This isn’t new, for me, but it certainly has been magnified over the past year and a half. Part of that is my own inability to set and uphold boundaries. But there’s another aspect to boundaries that isn’t discussed as often: what happens when other people don’t help us to uphold them.
The reality is that boundary-setting is not a solo endeavor. Brené Brown, in her book Rising Strong, notes, “Setting boundaries means getting clear on what behaviors are okay and what’s not okay. Integrity is key to this commitment because it’s how we set those boundaries and ultimately hold ourselves and others accountable for respecting them” (p. 123). I love this definition. But what happens if I’m surrounded by people who simply don’t or won’t respect my boundaries?
As we start to bring people back to the office, for those of us who have been privileged to work at home all this time, it is critical that we look at what it means to uphold other people’s boundaries. And let’s be clear: Respecting people’s boundaries doesn’t mean that they get to opt out of work responsibilities or tasks they just don’t want to do. It may mean hard conversations about next steps for those who don’t want to return to the office, if that is going to be a requirement. But in my experience, engagement at work always starts with setting and communicating clear expectations on both organizational and interpersonal levels.
And this is a moment to reset some expectations. What does it mean to re-engage with people in a shared space? What commitments should be made to one another for how we will show up, do work, and honor one another’s truths? And why does it matter?

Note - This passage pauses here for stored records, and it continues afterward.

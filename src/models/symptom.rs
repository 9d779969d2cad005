use serde::{Deserialize, Serialize};

use super::enums::Severity;

/// One extracted symptom, unique per canonical key within an analysis.
#[derive(Debug, Clone, PartialEq, Serialize, Deserialize)]
pub struct SymptomRecord {
    /// Canonical symptom key, e.g. `loss_of_appetite`.
    pub symptom_key: String,
    /// Verbatim duration span from the surrounding text, e.g. "for 3 days".
    pub duration: Option<String>,
    pub severity: Option<Severity>,
    pub frequency: Option<String>,
    /// Original-case text window around the match, for display.
    pub context: String,
}

impl SymptomRecord {
    /// Number of modifier fields present. Dedup keeps the record with the
    /// highest count; ties go to the first-seen record.
    pub fn modifier_count(&self) -> usize {
        usize::from(self.duration.is_some())
            + usize::from(self.severity.is_some())
            + usize::from(self.frequency.is_some())
    }

    /// Human-readable form of the canonical key ("loss of appetite").
    pub fn display_name(&self) -> String {
        self.symptom_key.replace('_', " ")
    }
}
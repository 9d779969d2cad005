use std::collections::HashSet;

use super::{QuestionContext, QuestionSource};
use crate::corpus::CorpusError;
use crate::models::enums::QuestionCategory;
use crate::models::FollowUpQuestion;

/// Suspected diseases considered for targeted probes.
const TOP_CANDIDATES: usize = 3;

/// Probes driven by the top suspected diseases: corpus-known symptoms not yet
/// reported, recorded causes, vaccination status, and prior diagnoses.
pub struct DiseaseProbeSource;

impl QuestionSource for DiseaseProbeSource {
    fn collect(&self, ctx: &QuestionContext<'_>) -> Result<Vec<FollowUpQuestion>, CorpusError> {
        let animal = ctx.animal();
        let extracted: HashSet<&str> = ctx
            .symptoms
            .iter()
            .map(|s| s.symptom_key.as_str())
            .collect();

        let mut questions = Vec::new();
        for candidate in ctx.candidates.iter().take(TOP_CANDIDATES) {
            let display = candidate.display_name();

            if let Some(corpus) = ctx.corpus {
                if let Some(record) = corpus.search_by_name(&candidate.disease_key)? {
                    let missing: Vec<String> = record
                        .known_symptoms
                        .iter()
                        .filter(|s| !extracted.contains(s.as_str()))
                        .map(|s| s.replace('_', " "))
                        .collect();
                    if !missing.is_empty() {
                        questions.push(FollowUpQuestion {
                            category: QuestionCategory::DiseaseConfirmation,
                            question: format!(
                                "Has your {animal} shown any {}?",
                                missing.join(" or ")
                            ),
                            priority: 4,
                            rationale: format!(
                                "These symptoms are commonly associated with {display}"
                            ),
                        });
                    }

                    if !record.causes.is_empty() {
                        let causes: Vec<&str> =
                            record.causes.iter().take(2).map(String::as_str).collect();
                        questions.push(FollowUpQuestion {
                            category: QuestionCategory::DiseaseConfirmation,
                            question: format!(
                                "Has your {animal} been exposed to {}?",
                                causes.join(" or ")
                            ),
                            priority: 3,
                            rationale: format!("These are common causes of {display}"),
                        });
                    }
                }
            }

            questions.push(FollowUpQuestion {
                category: QuestionCategory::DiseaseConfirmation,
                question: format!("Is your {animal} up to date on vaccinations?"),
                priority: 4,
                rationale: format!(
                    "Vaccination status is crucial for infectious diseases like {display}"
                ),
            });

            questions.push(FollowUpQuestion {
                category: QuestionCategory::MedicalHistory,
                question: format!("Has your {animal} been diagnosed with {display} before?"),
                priority: 2,
                rationale: "Previous occurrences help confirm recurrent conditions".into(),
            });
        }

        Ok(questions)
    }
}

#[cfg(test)]
mod tests {
    use super::*;
    use crate::corpus::SqliteCorpus;
    use crate::models::{DiseaseCandidate, PatientInfo, SymptomRecord};

    fn candidate(key: &str) -> DiseaseCandidate {
        DiseaseCandidate {
            disease_key: key.into(),
            confidence: 0.8,
            related_symptoms: vec![],
        }
    }

    fn symptom(key: &str) -> SymptomRecord {
        SymptomRecord {
            symptom_key: key.into(),
            duration: None,
            severity: None,
            frequency: None,
            context: String::new(),
        }
    }

    #[test]
    fn missing_symptom_probe_uses_extracted_set() {
        let corpus = SqliteCorpus::in_memory().unwrap();
        let patient = PatientInfo {
            animal_type: Some("dog".into()),
            ..Default::default()
        };
        // Parvovirus knows vomiting, diarrhea, lethargy, loss_of_appetite, fever;
        // three are already reported.
        let symptoms = vec![symptom("vomiting"), symptom("diarrhea"), symptom("lethargy")];
        let candidates = vec![candidate("parvovirus")];
        let ctx = QuestionContext {
            patient: &patient,
            symptoms: &symptoms,
            candidates: &candidates,
            corpus: Some(&corpus),
        };

        let questions = DiseaseProbeSource.collect(&ctx).unwrap();
        let probe = questions
            .iter()
            .find(|q| q.question.starts_with("Has your dog shown any"))
            .expect("missing-symptom probe emitted");
        assert_eq!(
            probe.question,
            "Has your dog shown any loss of appetite or fever?"
        );
        assert_eq!(probe.priority, 4);
    }

    #[test]
    fn causes_probe_takes_first_two_causes() {
        let corpus = SqliteCorpus::in_memory().unwrap();
        let patient = PatientInfo::default();
        let candidates = vec![candidate("parvovirus")];
        let ctx = QuestionContext {
            patient: &patient,
            symptoms: &[],
            candidates: &candidates,
            corpus: Some(&corpus),
        };

        let questions = DiseaseProbeSource.collect(&ctx).unwrap();
        assert!(questions.iter().any(|q| q.question
            == "Has your pet been exposed to viral infection or unvaccinated animals?"));
    }

    #[test]
    fn without_corpus_only_general_probes_remain() {
        let patient = PatientInfo::default();
        let candidates = vec![candidate("parvovirus")];
        let ctx = QuestionContext {
            patient: &patient,
            symptoms: &[],
            candidates: &candidates,
            corpus: None,
        };

        let questions = DiseaseProbeSource.collect(&ctx).unwrap();
        assert_eq!(questions.len(), 2);
        assert!(questions[0].question.contains("vaccinations"));
        assert!(questions[1].question.contains("diagnosed with parvovirus before"));
    }

    #[test]
    fn only_top_three_candidates_probed() {
        let corpus = SqliteCorpus::in_memory().unwrap();
        let patient = PatientInfo::default();
        let candidates = vec![
            candidate("parvovirus"),
            candidate("gastroenteritis"),
            candidate("pancreatitis"),
            candidate("otitis"),
        ];
        let ctx = QuestionContext {
            patient: &patient,
            symptoms: &[],
            candidates: &candidates,
            corpus: Some(&corpus),
        };

        let questions = DiseaseProbeSource.collect(&ctx).unwrap();
        assert!(!questions.iter().any(|q| q.question.contains("otitis")));
    }

    #[test]
    fn unknown_disease_key_skips_corpus_probes() {
        let corpus = SqliteCorpus::in_memory().unwrap();
        let patient = PatientInfo::default();
        let candidates = vec![candidate("moon_fever")];
        let ctx = QuestionContext {
            patient: &patient,
            symptoms: &[],
            candidates: &candidates,
            corpus: Some(&corpus),
        };

        let questions = DiseaseProbeSource.collect(&ctx).unwrap();
        assert_eq!(questions.len(), 2, "only the unconditional probes remain");
    }
}
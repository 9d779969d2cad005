use super::{QuestionContext, QuestionSource};
use crate::corpus::CorpusError;
use crate::models::enums::QuestionCategory;
use crate::models::FollowUpQuestion;

/// Fixed medical-history and lifestyle questions, always asked.
pub struct MedicalHistorySource;

impl QuestionSource for MedicalHistorySource {
    fn collect(&self, ctx: &QuestionContext<'_>) -> Result<Vec<FollowUpQuestion>, CorpusError> {
        let animal = ctx.animal();
        Ok(vec![
            FollowUpQuestion {
                category: QuestionCategory::MedicalHistory,
                question: format!("Is your {animal} on any current medications or supplements?"),
                priority: 4,
                rationale: "Medications can interact with treatments and mask symptoms".into(),
            },
            FollowUpQuestion {
                category: QuestionCategory::MedicalHistory,
                question: format!("Does your {animal} have any known allergies or sensitivities?"),
                priority: 4,
                rationale: "Allergies can cause or complicate symptoms".into(),
            },
            FollowUpQuestion {
                category: QuestionCategory::Lifestyle,
                question: format!("What type of food and diet is your {animal} on?"),
                priority: 3,
                rationale: "Diet directly impacts gastrointestinal and systemic health".into(),
            },
            FollowUpQuestion {
                category: QuestionCategory::Lifestyle,
                question: "Has there been any recent change in diet, environment, or routine?"
                    .into(),
                priority: 3,
                rationale: "Changes often trigger acute illness or symptom onset".into(),
            },
        ])
    }
}
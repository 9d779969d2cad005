use serde::{Deserialize, Serialize};

use super::enums::QuestionCategory;

/// A prioritized follow-up question for the pet owner.
#[derive(Debug, Clone, PartialEq, Serialize, Deserialize)]
pub struct FollowUpQuestion {
    pub category: QuestionCategory,
    pub question: String,
    /// 1-5, higher asks sooner.
    pub priority: u8,
    /// Why the question is worth asking.
    pub rationale: String,
}

#[cfg(test)]
mod tests {
    use super::*;

    #[test]
    fn question_serializes_category_as_string() {
        let q = FollowUpQuestion {
            category: QuestionCategory::DiseaseConfirmation,
            question: "Is your dog up to date on vaccinations?".into(),
            priority: 4,
            rationale: "Vaccination status matters for infectious disease".into(),
        };
        let json = serde_json::to_value(&q).unwrap();
        assert_eq!(json["category"], "disease_confirmation");
        assert_eq!(json["priority"], 4);
    }
}
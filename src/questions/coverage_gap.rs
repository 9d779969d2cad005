use super::{QuestionContext, QuestionSource};
use crate::corpus::CorpusError;
use crate::models::enums::QuestionCategory;
use crate::models::FollowUpQuestion;

/// Screening probes for symptom groups the owner never mentioned. A probe is
/// suppressed as soon as any of its group's keys was extracted.
pub struct CoverageGapSource;

impl QuestionSource for CoverageGapSource {
    fn collect(&self, ctx: &QuestionContext<'_>) -> Result<Vec<FollowUpQuestion>, CorpusError> {
        let animal = ctx.animal();

        let probes: [(&[&str], String, u8, &str); 4] = [
            (
                &["loss_of_appetite", "dehydration"],
                format!("Have you noticed any changes in your {animal}'s appetite or drinking habits?"),
                4,
                "Appetite and hydration changes indicate systemic illness",
            ),
            (
                &["vomiting", "diarrhea"],
                format!("Is your {animal} experiencing any vomiting or diarrhea?"),
                4,
                "GI symptoms are very common and important for diagnosis",
            ),
            (
                &["fever", "lethargy"],
                "Have you noticed any fever, unusual energy levels, or lethargy?".to_string(),
                4,
                "These indicate systemic or infectious disease",
            ),
            (
                &["itching", "skin_lesion", "discharge_eye"],
                format!("Is your {animal} scratching, licking, or showing any skin or ear issues?"),
                3,
                "Dermatological issues are common and often missed",
            ),
        ];

        let mut questions = Vec::new();
        for (keys, question, priority, rationale) in probes {
            if !ctx.has_any_symptom(keys) {
                questions.push(FollowUpQuestion {
                    category: QuestionCategory::AdditionalSymptoms,
                    question,
                    priority,
                    rationale: rationale.into(),
                });
            }
        }

        Ok(questions)
    }
}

Why Do Boundaries Matter?One of the positive things to come from this pandemic is that a lot of people have started to ask deep, important questions about meaning and purpose and the value of work. In fact, over the past few weeks, the media has hit a bit of a frenzy over the idea that a whole bunch of people are quitting their jobs. NPR called it “the great resignation.” Business Insider describes it as “rage quitting.” Others have described it as a sign of a healthy economy. Perhaps. What is true is that a lot of people — many, but not exclusively, in the lowest wage positions — are reconsidering their relationship with work. And that isn’t something that any of us should dismiss or ignore.

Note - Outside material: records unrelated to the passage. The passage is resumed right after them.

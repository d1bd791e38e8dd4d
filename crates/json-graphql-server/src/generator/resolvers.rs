//! Generated resolvers: five CRUD operations per collection, executed
//! against the shared store handle.

use indexmap::IndexMap;
use serde_json::{Map, Value};
use tracing::debug;

use crate::errors::ResolverError;
use crate::store::StoreHandle;

/// One generated resolver, closed over its collection name.
#[derive(Debug, Clone, PartialEq, Eq)]
pub enum Resolver {
    /// The whole collection, unfiltered.
    All { collection: String },
    /// First record with a matching id, or null.
    ById { collection: String },
    /// Appends a record with a generated id, then persists.
    Create { collection: String },
    /// Shallow-merges into the matching record, then persists.
    Update { collection: String },
    /// Drops matching records, then persists. Resolves to whether the
    /// collection shrank.
    Delete { collection: String },
}

impl Resolver {
    /// Runs the operation with the coerced request arguments. Mutations
    /// rewrite the store file before resolving.
    pub async fn execute(
        &self,
        store: &StoreHandle,
        args: &Map<String, Value>,
    ) -> Result<Value, ResolverError> {
        match self {
            Resolver::All { collection } => store.all(collection).await.map(Value::Array),
            Resolver::ById { collection } => {
                let id = args.get("id").and_then(Value::as_i64);
                store
                    .find(collection, id)
                    .await
                    .map(|row| row.unwrap_or(Value::Null))
            }
            Resolver::Create { collection } => {
                debug!(%collection, "create record");
                store.create(collection, args).await
            }
            Resolver::Update { collection } => {
                debug!(%collection, "update record");
                store
                    .update(collection, args)
                    .await
                    .map(|row| row.unwrap_or(Value::Null))
            }
            Resolver::Delete { collection } => {
                let id = args.get("id").and_then(Value::as_i64);
                debug!(%collection, "delete record");
                store.delete(collection, id).await.map(Value::Bool)
            }
        }
    }

    /// The collection the resolver operates on.
    pub fn collection(&self) -> &str {
        match self {
            Resolver::All { collection }
            | Resolver::ById { collection }
            | Resolver::Create { collection }
            | Resolver::Update { collection }
            | Resolver::Delete { collection } => collection,
        }
    }
}

/// Resolvers keyed by their root field names, in collection order.
#[derive(Debug, Clone, Default, PartialEq)]
pub struct ResolverTable {
    pub query: IndexMap<String, Resolver>,
    pub mutation: IndexMap<String, Resolver>,
}

impl ResolverTable {
    pub fn query_resolver(&self, field: &str) -> Option<&Resolver> {
        self.query.get(field)
    }

    pub fn mutation_resolver(&self, field: &str) -> Option<&Resolver> {
        self.mutation.get(field)
    }
}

Indeed, the recent Microsoft Work Trends Index survey found that while 61 percent of business leaders report that they are “thriving” at the moment, the exact same percentage of frontline workers say that they are “struggling” or merely “surviving.” Further, “One in five global survey respondents say their employer doesn’t care about their work-life balance. Fifty-four percent feel overworked. Thirty-nine percent feel exhausted.” Anecdotally, from those I have talked to in recent months, I would put those numbers far, far higher.
Pre-COVID, Sarah Green Carmichael wrote in the Harvard Business Review about our tendency to “overwork,” and the very real health outcomes that result from it, “including impaired sleep, depression, heavy drinking, diabetes, impaired memory, and heart disease.” And, despite what we might think, working long hours doesn’t result in greater productivity. In fact, it results in the opposite (and, notably, at least one study found that managers can’t tell the difference between those who worked 80 hours a week and those who just pretended to).

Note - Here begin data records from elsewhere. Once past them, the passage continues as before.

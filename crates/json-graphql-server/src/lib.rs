pub mod errors;
pub mod generator;
pub mod schema;
pub mod server;
pub mod store;
impl JsonStore {
    /// Builds a store over an already-parsed object, persisting to `path`.
    pub fn new(path: impl Into<PathBuf>, data: Map<String, Value>) -> Self {
        Self {
            path: path.into(),
            data,
        }
    }

    /// Loads a store from a file holding a single top-level JSON object.
    pub fn load(path: impl AsRef<Path>) -> Result<Self, StoreError> {
        let path = path.as_ref();
        let raw = std::fs::read_to_string(path)?;
        match serde_json::from_str(&raw)? {
            Value::Object(data) => Ok(Self::new(path, data)),
            _ => Err(StoreError::NotAnObject),
        }
    }

    /// The collections and their records, in file order.
    pub fn data(&self) -> &Map<String, Value> {
        &self.data
    }

    /// Collection names in file order.
    pub fn collections(&self) -> impl Iterator<Item = &str> {
        self.data.keys().map(String::as_str)
    }

    /// Rewrites the backing file with the current contents, 2-space indented.
    pub async fn persist(&self) -> Result<(), StoreError> {
        let pretty = serde_json::to_string_pretty(&self.data)?;
        tokio::fs::write(&self.path, pretty)
            .await
            .map_err(|source| StoreError::Write {
                path: self.path.clone(),
                source,
            })?;
        debug!(path = %self.path.display(), "store persisted");
        Ok(())
    }

    /// Every record in the collection, in stored order.
    pub fn all(&self, collection: &str) -> Result<Vec<Value>, ResolverError> {
        self.rows(collection).map(|rows| rows.to_vec())
    }

    /// First record with a matching id. A missing argument matches nothing.
    pub fn find(&self, collection: &str, id: Option<i64>) -> Result<Option<Value>, ResolverError> {
        let rows = self.rows(collection)?;
        Ok(id.and_then(|id| rows.iter().find(|row| id_matches(row, id)).cloned()))
    }

    /// Appends a record built from `args` with a generated id. The generated
    /// id replaces any caller-supplied one and sits first in key order.
    pub fn create(
        &mut self,
        collection: &str,
        args: &Map<String, Value>,
    ) -> Result<Value, ResolverError> {
        let rows = self.rows_mut(collection)?;
        let id = next_id(collection, rows)?;
        let mut record = Map::new();
        record.insert("id".to_string(), Value::from(id));
        for (key, value) in args {
            if key != "id" {
                record.insert(key.clone(), value.clone());
            }
        }
        let record = Value::Object(record);
        rows.push(record.clone());
        Ok(record)
    }

    /// Shallow-merges `args` into every record whose id matches `args.id`,
    /// leaving fields absent from `args` untouched. Returns the updated
    /// record, or `None` when nothing matched.
    pub fn update(
        &mut self,
        collection: &str,
        args: &Map<String, Value>,
    ) -> Result<Option<Value>, ResolverError> {
        let rows = self.rows_mut(collection)?;
        let Some(id) = args.get("id").and_then(Value::as_i64) else {
            return Ok(None);
        };
        let mut updated = None;
        for row in rows.iter_mut() {
            if id_matches(row, id) {
                if let Value::Object(record) = row {
                    for (key, value) in args {
                        record.insert(key.clone(), value.clone());
                    }
                }
                updated = Some(row.clone());
            }
        }
        Ok(updated)
    }

    /// Removes every record whose id matches. Returns whether the collection
    /// shrank.
    pub fn delete(&mut self, collection: &str, id: Option<i64>) -> Result<bool, ResolverError> {
        let rows = self.rows_mut(collection)?;
        let old_len = rows.len();
        if let Some(id) = id {
            rows.retain(|row| !id_matches(row, id));
        }
        Ok(rows.len() < old_len)
    }

    fn rows(&self, collection: &str) -> Result<&Vec<Value>, ResolverError> {
        self.data
            .get(collection)
            .and_then(Value::as_array)
            .ok_or_else(|| ResolverError::UnknownCollection(collection.to_string()))
    }

    fn rows_mut(&mut self, collection: &str) -> Result<&mut Vec<Value>, ResolverError> {
        self.data
            .get_mut(collection)
            .and_then(Value::as_array_mut)
            .ok_or_else(|| ResolverError::UnknownCollection(collection.to_string()))
    }
}

/// Shared handle passed to every generated resolver. Queries take the read
/// lock; mutations hold the write lock across the whole mutate-persist step,
/// so overlapping mutations serialize instead of racing on the file.
#[derive(Debug, Clone)]
pub struct StoreHandle {
    inner: Arc<RwLock<JsonStore>>,
}

impl StoreHandle {
    pub fn new(store: JsonStore) -> Self {
        Self {
            inner: Arc::new(RwLock::new(store)),
        }
    }

    pub async fn all(&self, collection: &str) -> Result<Vec<Value>, ResolverError> {
        self.inner.read().await.all(collection)
    }

    pub async fn find(
        &self,
        collection: &str,
        id: Option<i64>,
    ) -> Result<Option<Value>, ResolverError> {
        self.inner.read().await.find(collection, id)
    }

    pub async fn create(
        &self,
        collection: &str,
        args: &Map<String, Value>,
    ) -> Result<Value, ResolverError> {
        let mut store = self.inner.write().await;
        let record = store.create(collection, args)?;
        store.persist().await?;
        Ok(record)
    }

    pub async fn update(
        &self,
        collection: &str,
        args: &Map<String, Value>,
    ) -> Result<Option<Value>, ResolverError> {
        let mut store = self.inner.write().await;
        let updated = store.update(collection, args)?;
        store.persist().await?;
        Ok(updated)
    }

    pub async fn delete(&self, collection: &str, id: Option<i64>) -> Result<bool, ResolverError> {
        let mut store = self.inner.write().await;
        let removed = store.delete(collection, id)?;
        store.persist().await?;
        Ok(removed)
    }

    /// Snapshot of the current store contents.
    pub async fn snapshot(&self) -> Map<String, Value> {
        self.inner.read().await.data().clone()
    }
}

/// Mirrors JavaScript truthiness for record id checks: `null`, `false`, `0`,
/// and `""` are falsy, everything else is truthy.
pub(crate) fn is_truthy(value: &Value) -> bool {
    match value {
        Value::Null => false,
        Value::Bool(b) => *b,
        Value::Number(n) => n.as_f64().is_some_and(|f| f != 0.0),
        Value::String(s) => !s.is_empty(),
        Value::Array(_) | Value::Object(_) => true,
    }
}

/// Numeric equality between a record's stored id and a query argument.
fn id_matches(row: &Value, id: i64) -> bool {
    match row.get("id") {
        Some(Value::Number(n)) => n.as_i64() == Some(id) || n.as_f64() == Some(id as f64),
        _ => false,
    }
}

/// Ids count as integers when their value is whole, even if stored as a
/// float.
fn integer_id(value: &Value) -> Option<i64> {
    match value {
        Value::Number(n) => n
            .as_i64()
            .or_else(|| n.as_f64().filter(|f| f.fract() == 0.0).map(|f| f as i64)),
        _ => None,
    }
}

/// The id for the next created record: one past the last record's id.
fn next_id(collection: &str, rows: &[Value]) -> Result<i64, ResolverError> {
    let last = rows
        .last()
        .ok_or_else(|| ResolverError::EmptyCollection(collection.to_string()))?;
    last.get("id")
        .and_then(integer_id)
        .map(|id| id + 1)
        .ok_or_else(|| ResolverError::NonIntegerId(collection.to_string()))
}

Many of us feel like we just spent the past year and a half working around the clock for seven days a week. Sometimes, you just do what you have to do. But that isn’t a productivity level that can be sustained. Managers should note that at the same moment that we seem to be coming out of this crisis, and talking about going back to the office, most of us are facing real feelings of burnout. What will that mean for our new return-to-office environments?
An Individual and Organizational ResponsibilityI have written here previously (again, pre-COVID) about the individual responsibility to define one’s own work-life balance in an “always on” world, and I believe the concept still holds true. We are each responsible for our own paths and the choices that we make. Sure, in an ideal world, our organizations and our managers would create supportive, caring cultures that see and uplift people as fully-formed humans, with needs and challenges and lives that impact the ways in which they show up to work each day.
We know that doesn’t happen. But instead of banging your head against the wall wondering why not, it’s on you as the owner of that fully-formed life to make the decisions that best serve you. Sometimes, that looks like leaving your role or your organization for one that better aligns with who you are. Setting boundaries doesn’t mean that I get to say I only will work from 10-2 when the expectation is that I work from 8-5. Choices have consequences, always. And if my life needs part-time work then I always have the ability to seek out a part-time job.
At the same time, we all can and must do a better job of upholding and respecting one another’s boundaries. Especially as we look towards returning to the office and being in community with one another again, and knowing that we are facing a crisis of employee burnout. Because, no matter how many boundaries I may set for myself, if you don’t respect them, if you bully or shame me for holding them, it doesn’t matter. Organizational culture is created by the people who exist within those organizations, by their words and their behaviors. Cultures aren’t created in a vacuum. And boundaries can only exist if everyone sees them and helps to maintain them. And that starts with the very top of the organization.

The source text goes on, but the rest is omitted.